Philippa Fisher and the Dream Maker's Daughter
- First edition, 2009
- Author: Liz Kessler
- Illustrator: Katie May
- Series: Philippa Fisher
- Genre: Children's fantasy
- Publisher: Orion Books
- Publication date: 7 May 2009
- Publication place: United Kingdom
- Media type: Print (hardcover, paperback)
- Pages: 227 pp (first ed.) 270 pp (1st U.S. ed.)
- ISBN: 1-84255-585-5
- OCLC: 310157014
- LC Class: PZ7.K4842 Pf 2009
- Preceded by: Philippa Fisher's Fairy Godsister
- Followed by: Philippa Fisher and the Stone Fairy's Promise

= Philippa Fisher and the Dream-Maker's Daughter =

2009 novel by Liz Kessler

Philippa Fisher and the Dream Maker's Daughter is a children's fantasy novel written by Liz Kessler, author of the Emily Windsnap series, and illustrated by Katie May. It is the second book in the Philippa Fisher series, the first sequel to Philippa Fisher's Fairy Godsister (2008). It was published May 2009 in the UK by Orion Books.

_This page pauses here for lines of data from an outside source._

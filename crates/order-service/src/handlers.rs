//! 路由处理器

use axum::{Json, extract::State};
use order_shared::events::{OrderEvent, OrderRequest};
use order_shared::observability::metrics;
use serde::{Deserialize, Serialize};
use tracing::{error, info};

use crate::error::OrderServiceError;
use crate::state::AppState;

pub const ORDER_PLACED: &str = "Order placed";
pub const SERVICE_RUNNING: &str = "Order Service is running";

/// 下单响应
#[derive(Debug, Serialize, Deserialize)]
pub struct OrderPlacedResponse {
    pub status: String,
    pub event: OrderEvent,
}

/// 存活响应
#[derive(Debug, Serialize, Deserialize)]
pub struct StatusResponse {
    pub status: String,
}

/// 下单
///
/// POST /order
///
/// 请求字段原样写入事件，不做校验；事件以 orderId 为 key 发布一次，
/// 等到 broker 确认后回显事件。
pub async fn place_order(
    State(state): State<AppState>,
    Json(req): Json<OrderRequest>,
) -> Result<Json<OrderPlacedResponse>, OrderServiceError> {
    let event = OrderEvent::from_request(req);

    let delivery = match state.publisher.publish(&event).await {
        Ok(d) => d,
        Err(e) => {
            error!(order_id = ?event.order_id, error = %e, "订单事件发布失败");
            metrics::record_order_published("error");
            return Err(OrderServiceError::Publish(e));
        }
    };
    metrics::record_order_published("ok");

    info!(
        order_id = ?event.order_id,
        partition = delivery.partition,
        offset = delivery.offset,
        "订单事件已发布"
    );

    Ok(Json(OrderPlacedResponse {
        status: ORDER_PLACED.to_string(),
        event,
    }))
}

/// 存活探针
///
/// GET /
pub async fn liveness() -> Json<StatusResponse> {
    info!("{SERVICE_RUNNING}");
    Json(StatusResponse {
        status: SERVICE_RUNNING.to_string(),
    })
}
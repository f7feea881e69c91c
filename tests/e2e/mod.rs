//! 订单事件端到端测试
//!
//! 依赖本地 Kafka（默认 localhost:9092，可用 KAFKA_BROKERS 覆盖），
//! 订单链路测试还需要运行中的 order-service（默认 http://localhost:3000，
//! 可用 ORDER_SERVICE_URL 覆盖）。全部用例默认 ignore：
//!
//! ```bash
//! cargo test --test e2e -- --ignored
//! ```

pub mod helpers;
pub mod suites;
//! 订单服务错误类型
//!
//! 发布失败不再让进程退出，而是转成 502 响应返回给调用方。

use axum::Json;
use axum::http::StatusCode;
use axum::response::{IntoResponse, Response};
use order_shared::error::OrderError;
use serde_json::json;

#[derive(Debug, thiserror::Error)]
pub enum OrderServiceError {
    #[error("订单事件发布失败: {0}")]
    Publish(#[source] OrderError),
}

impl OrderServiceError {
    /// 返回对应的 HTTP 状态码
    pub fn status_code(&self) -> StatusCode {
        match self {
            Self::Publish(_) => StatusCode::BAD_GATEWAY,
        }
    }

    /// 返回错误码（用于 API 响应）
    pub fn error_code(&self) -> &'static str {
        match self {
            Self::Publish(_) => "PUBLISH_FAILED",
        }
    }
}

impl IntoResponse for OrderServiceError {
    fn into_response(self) -> Response {
        tracing::error!(error = %self, code = self.error_code(), "请求处理失败");

        let body = json!({
            "code": self.error_code(),
            "message": self.to_string(),
        });
        (self.status_code(), Json(body)).into_response()
    }
}
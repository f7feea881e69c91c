//! 共享库
//!
//! 包含订单生产者与消费者共用的配置、错误处理、事件模型、Kafka 封装、
//! 可观测性与关闭信号等基础设施代码。

pub mod config;
pub mod error;
pub mod events;
pub mod kafka;
pub mod observability;
pub mod shutdown;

Candlewick Press published a US edition later that year.

==Plot summary==

Philippa Fisher is lonely. She misses her fairy godsister, Daisy. While on vacation with her parents, she befriends a local girl, Robyn. Though she is excited to have a friend again, she cannot help feeling there is something strange about Robyn and her father.

Meanwhile, Daisy, who is hard at work on a new mission, misses Philippa as well, so she decides to break the rules and visit her friend. The girls are happy to be reunited, but things soon begin to go horribly wrong with Daisy's assignment. When all three girls find themselves in danger, Philippa must work quickly to save her friends and herself.